Patel’s earlier reinstatement was to ensure leadership stability until the successful completion of the Canal+ transaction. However, with significant milestones now reached, Patel’s continued presence in his former capacity is no longer deemed necessary.
The board declared that negotiations with Canal+ had advanced, reaching pivotal stages that included the signing of a cooperation agreement on April 7, followed by the issuance of a formal intention to transact on April 8.
As the partnership between MultiChoice and Canal+ transitions to a new stage with these noteworthy developments, both the board and Patel concur that the time is appropriate for Masilela to step into the chairmanship role as previously scheduled. The board has confirmed that Patel has relinquished his board membership effective from the date of the latest announcement, ushering in a new era of leadership for the company.

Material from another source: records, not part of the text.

//! Error types for admin operations.

use thiserror::Error;

/// Admin form and listing errors.
#[derive(Debug, Error)]
pub enum AdminError {
    /// The promotion title is blank.
    #[error("promotion title is required")]
    MissingTitle,

    /// The customer limit is not a whole number of at least 1.
    #[error("invalid customer limit: {0:?}")]
    InvalidCustomerLimit(String),

    /// The deadline is not a `YYYY-MM-DDTHH:MM` value.
    #[error("invalid deadline: {0:?}")]
    InvalidDeadline(String),

    /// The deadline is earlier than now.
    #[error("deadline is in the past")]
    DeadlineInPast,

    /// Page size must be at least 1.
    #[error("page size must be at least 1")]
    InvalidPageSize,

    /// A backend response could not be decoded.
    #[error("invalid admin response: {0}")]
    Decode(#[from] qrpromo_types::Error),
}

impl AdminError {
    /// Message shown in the admin panel.
    #[must_use]
    pub fn user_message(&self) -> &'static str {
        match self {
            Self::MissingTitle => "Informe o título da promoção.",
            Self::InvalidCustomerLimit(_) => "O limite de clientes deve ser um número positivo.",
            Self::InvalidDeadline(_) => "Data limite da promoção inválida.",
            Self::DeadlineInPast => "A data limite da promoção não pode ser uma data passada.",
            Self::InvalidPageSize => "Tamanho de página inválido.",
            Self::Decode(_) => "Erro ao carregar dados do servidor.",
        }
    }
}

/// Result type for admin operations.
pub type AdminResult<T> = Result<T, AdminError>;
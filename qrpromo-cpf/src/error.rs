//! Error types for CPF validation.

use thiserror::Error;

/// Reasons a CPF is rejected.
#[derive(Debug, Clone, PartialEq, Eq, Error)]
pub enum CpfError {
    /// The value does not have exactly eleven digits.
    #[error("CPF must have 11 digits, got {0}")]
    InvalidLength(usize),

    /// A bare digit string contained something other than 0-9.
    #[error("CPF contains non-digit character {0:?}")]
    InvalidCharacter(char),

    /// All eleven digits are the same.
    #[error("CPF with all digits equal is not valid")]
    RepeatedDigits,

    /// A check digit does not match the weighted sum.
    #[error("CPF check digit at position {position} does not match")]
    CheckDigitMismatch {
        /// Zero-based index of the failing check digit (9 or 10).
        position: usize,
    },
}

/// Result type for CPF operations.
pub type CpfResult<T> = Result<T, CpfError>;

Canal+, the French media giant, has been actively bolstering its ownership stake in the South African broadcasting company MultiChoice Group. The company’s stake has recently increased to over 35%, followed by a further increment to 40.01% and then to 40.8%, signaling a strong intent to secure a significant share of the South African media firm.
These strategic acquisitions come at a time when regulatory constraints pose potential limitations. Current regulations stipulate that a maximum of 29% of the voting rights in broadcasting companies can be held by any entity, with a more stringent cap of 20% applicable to foreign entities. Moreover, surpassing a 35% stake triggers a mandatory offer to be made for all remaining shares of the company.

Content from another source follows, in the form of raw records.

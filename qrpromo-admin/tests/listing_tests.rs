use pretty_assertions::assert_eq;
use qrpromo_admin::{
    decode_customers, decode_total, AdminError, CustomerRow, PageInfo, PageRequest,
    DEFAULT_PAGE_SIZE,
};
use serde_json::json;

fn customers_body() -> String {
    json!([
        {
            "id": "6f1c2b9e-4d3a-4e8b-9a51-2f0c7d8e9a10",
            "nome": "Maria Silva",
            "cpf": "11144477735",
            "celular": "11987654321",
            "data_nascimento": "1990-01-01",
            "qrcode_hash": "ab12cd34",
            "utilizado": true,
            "data_criacao": "2025-03-01T14:05:09.5",
            "data_utilizacao": "2025-03-02T18:30:00",
        },
        {
            "id": "7a2d3c0f-5e4b-4f9c-8b62-3a1d8e9f0b21",
            "nome": "João Souza",
            "cpf": "1234567890",
            "celular": "987654321",
            "data_nascimento": "1985-12-31",
            "qrcode_hash": "ef56ab78",
            "utilizado": false,
            "data_criacao": "2025-03-01T15:00:00",
            "data_utilizacao": null,
        }
    ])
    .to_string()
}

// ── PageRequest ──────────────────────────────────────────────────

#[test]
fn first_page_query() {
    let req = PageRequest::new(DEFAULT_PAGE_SIZE).unwrap();
    assert_eq!(req.page(), 1);
    assert_eq!(req.skip(), 0);
    assert_eq!(req.query_path(), "/admin/clientes/?skip=0&limit=10");
}

#[test]
fn later_page_skips_previous_records() {
    let req = PageRequest::new(10).unwrap().at_page(3);
    assert_eq!(req.skip(), 20);
    assert_eq!(req.query_path(), "/admin/clientes/?skip=20&limit=10");
}

#[test]
fn search_is_trimmed_encoded_and_resets_page() {
    let req = PageRequest::new(10).unwrap().at_page(4).with_search("  João & Maria ");
    assert_eq!(req.page(), 1);
    assert_eq!(req.search(), "João & Maria");
    assert_eq!(
        req.query_path(),
        "/admin/clientes/?skip=0&limit=10&search=Jo%C3%A3o%20%26%20Maria"
    );
}

#[test]
fn zero_page_size_is_rejected() {
    assert!(matches!(PageRequest::new(0), Err(AdminError::InvalidPageSize)));
}

#[test]
fn page_zero_is_page_one() {
    assert_eq!(PageRequest::new(10).unwrap().at_page(0).page(), 1);
}

#[test]
fn navigation_stays_in_bounds() {
    let first = PageRequest::new(10).unwrap();
    assert_eq!(first.previous(), None);

    let second = first.next(25).unwrap();
    assert_eq!(second.page(), 2);
    let third = second.next(25).unwrap();
    assert_eq!(third.page(), 3);
    assert_eq!(third.next(25), None);
    assert_eq!(third.previous().unwrap().page(), 2);
}

#[test]
fn navigation_keeps_search() {
    let req = PageRequest::new(10).unwrap().with_search("ana");
    assert_eq!(req.next(50).unwrap().search(), "ana");
}

// ── PageInfo ─────────────────────────────────────────────────────

#[test]
fn page_info_bounds() {
    let info = PageInfo::new(1, 10, 25);
    assert_eq!(info.total_pages, 3);
    assert!(!info.has_previous());
    assert!(info.has_next());
    assert_eq!(info.label(), "Página 1");

    let last = PageInfo::new(3, 10, 25);
    assert!(last.has_previous());
    assert!(!last.has_next());
}

#[test]
fn page_info_empty_list() {
    let info = PageInfo::new(1, 10, 0);
    assert_eq!(info.total_pages, 0);
    assert!(!info.has_next());
    assert!(!info.has_previous());
}

#[test]
fn page_info_exact_multiple() {
    assert_eq!(PageInfo::new(1, 10, 30).total_pages, 3);
    assert_eq!(PageInfo::new(1, 10, 31).total_pages, 4);
}

#[test]
fn page_beyond_last_has_no_next() {
    assert!(!PageInfo::new(9, 10, 25).has_next());
}

// ── Decoding & rows ──────────────────────────────────────────────

#[test]
fn decode_page_and_total() {
    let customers = decode_customers(&customers_body()).unwrap();
    assert_eq!(customers.len(), 2);
    assert_eq!(decode_total("42").unwrap(), 42);
    assert!(matches!(decode_total("\"many\""), Err(AdminError::Decode(_))));
    assert!(decode_customers("{}").is_err());
}

#[test]
fn rows_are_formatted_and_padded() {
    let customers = decode_customers(&customers_body()).unwrap();
    let rows: Vec<CustomerRow> = customers.iter().map(CustomerRow::from).collect();

    assert_eq!(rows[0].cpf, "111.444.777-35");
    assert_eq!(rows[0].phone, "(11) 98765-4321");
    assert_eq!(rows[0].used, "Sim");

    assert_eq!(rows[1].name, "João Souza");
    assert_eq!(rows[1].cpf, "012.345.678-90");
    assert_eq!(rows[1].phone, "(00) 98765-4321");
    assert_eq!(rows[1].used, "Não");
}

#[test]
fn detail_lines() {
    let customers = decode_customers(&customers_body()).unwrap();

    let used = CustomerRow::details(&customers[0]);
    assert_eq!(
        used,
        vec![
            ("Nome", "Maria Silva".to_string()),
            ("CPF", "111.444.777-35".to_string()),
            ("Celular", "(11) 98765-4321".to_string()),
            ("Nascimento", "01/01/1990".to_string()),
            ("Cadastrado Em", "01/03/2025, 14:05:09".to_string()),
            ("Utilizado", "Sim".to_string()),
            ("Utilizado Em", "02/03/2025, 18:30:00".to_string()),
        ]
    );

    let unused = CustomerRow::details(&customers[1]);
    assert_eq!(unused.last().unwrap(), &("Utilizado Em", "-".to_string()));
}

Despite these restrictions, Canal+ appears undeterred in its efforts to expand its influence over MultiChoice. The company seems to be taking advantage of the current market conditions by acquiring shares at a discount while they are still traded on the open market.
Under the South African regulatory framework, Canal+ is permitted to continue purchasing shares at a price that remains below the mandatory offer threshold, which is set at R125 (approximately $6.56). This provision allows Canal+ to progressively increase its stake in MultiChoice without immediately triggering the obligation to make a buy-out offer for all outstanding shares, thereby possibly consolidating its control over the company before any potential mandatory offer stage.